The recovery of Au(III) ions from aqueous solutions employing raw date pits (RDPs) has been systematically investigated in this paper. The morphology, the specific surface area, and the functional groups of RDPs were analyzed using scanning electron microscopy, the methylene blue adsorption method, and FT-IR spectra, respectively. The adsorption of Au(III) onto date pits was achieved quantitatively (90% ± 3.4%) after 90 min of shaking in an aqueous medium containing 0.5 mol L−1 HCl. The process of gold(III) ion recovery using RDPs was described by the adsorption coupled reduction mechanism which includes adsorption of Au(III) ions onto RDP surface, followed by the reduction of Au3+ to Au. The kinetic data were studied using pseudo-first order, pseudo-second order and intraparticle diffusion models, and was found to follow closely the pseudo-second order model.

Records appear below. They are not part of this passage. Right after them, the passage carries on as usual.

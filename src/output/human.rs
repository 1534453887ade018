//! Plain-text rendering for terminal output.

use std::fmt::Write;

use crate::output::ScanSummary;
use crate::projection::{AggregateView, SequenceTrace};

pub fn render_summary(summary: &ScanSummary) -> String {
    let mut out = String::new();
    let _ = writeln!(
        out,
        "Scanned {} files: {} classes, {} methods, {} call edges",
        summary.files_scanned, summary.classes, summary.methods, summary.edges
    );
    for diagnostic in &summary.diagnostics {
        let _ = writeln!(out, "  {}", diagnostic);
    }
    out
}

/// Indented call tree, one line per call.
///
/// ```text
/// App\A::entry (depth 3)
///   App\A -> App\B : work
///     App\B -> App\B : strlen()
/// ```
pub fn render_sequence(trace: &SequenceTrace) -> String {
    let mut out = String::new();
    let _ = writeln!(out, "{} (depth {})", trace.entry, trace.max_depth);
    for line in &trace.lines {
        let indent = "  ".repeat(line.depth + 1);
        let _ = writeln!(
            out,
            "{}{} -> {} : {}",
            indent, line.from_class, line.to_class, line.label
        );
    }
    let _ = writeln!(out, "Participants: {}", trace.participants.join(", "));
    out
}

pub fn render_components(view: &AggregateView) -> String {
    let mut out = String::new();
    let _ = writeln!(out, "Components ({}):", view.nodes.len());
    for node in &view.nodes {
        let _ = writeln!(out, "  {} ({} classes)", node.name, node.class_count);
    }

    let _ = writeln!(out, "Edges (total / unique):");
    for edge in &view.edges {
        let _ = writeln!(
            out,
            "  {} -> {} : {} / {}",
            edge.from, edge.to, edge.total, edge.unique
        );
        for call in &edge.calls {
            let _ = writeln!(out, "      {}", call);
        }
    }
    if view.truncated {
        let _ = writeln!(
            out,
            "  ... {} of {} edges shown",
            view.edges.len(),
            view.total_edges
        );
    }
    out
}

#[cfg(test)]
mod tests {
    use super::*;
    use crate::graph::{CallEdge, CallGraph, CallKind, CallTarget, MethodKey, Visibility};
    use crate::projection::sequence;

    #[test]
    fn test_render_sequence_indents_by_depth() {
        let key = |s: &str| -> MethodKey { s.parse().unwrap() };
        let mut graph = CallGraph::new();
        graph.add_method(key("A::entry"), Visibility::Public);
        graph.add_method(key("B::work"), Visibility::Public);
        graph.add_call(CallEdge::new(
            key("A::entry"),
            CallTarget::Method(key("B::work")),
            CallKind::Instance,
        ));
        graph.add_call(CallEdge::new(
            key("B::work"),
            CallTarget::Unresolved("strlen".to_string()),
            CallKind::Function,
        ));

        let text = render_sequence(&sequence::project(&graph, &key("A::entry"), 3).unwrap());
        assert_eq!(
            text,
            "A::entry (depth 3)\n  A -> B : work\n    B -> B : strlen()\nParticipants: A, B\n"
        );
    }
}
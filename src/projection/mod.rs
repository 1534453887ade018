//! Read-only projections of finished graphs.
//!
//! - [`sequence`]: bounded depth-first trace from one entry method
//! - [`aggregate`]: weighted component (or class) edge listing
//!
//! Neither projection mutates its input graph.

pub mod aggregate;
pub mod sequence;

pub use aggregate::{AggregateOptions, AggregateView, ComponentNode, EdgeDetail, EdgeLabel, Granularity};
pub use sequence::{CallLine, ProjectionError, SequenceTrace, DEFAULT_MAX_DEPTH};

The batch equilibrium data fitted well to the Freundlich and Langmuir isotherm models, and maximum adsorption capacity of RDPs for Au(III) was 78 ± 1.1 mg g−1 at 298 K which was relatively large compared to some adsorbents recently reported. Thermodynamic parameters, namely ΔG, ΔH, and ΔS, showed that the adsorption of Au(III) onto RDPs is exothermic, spontaneous, and chemisorption at low temperature.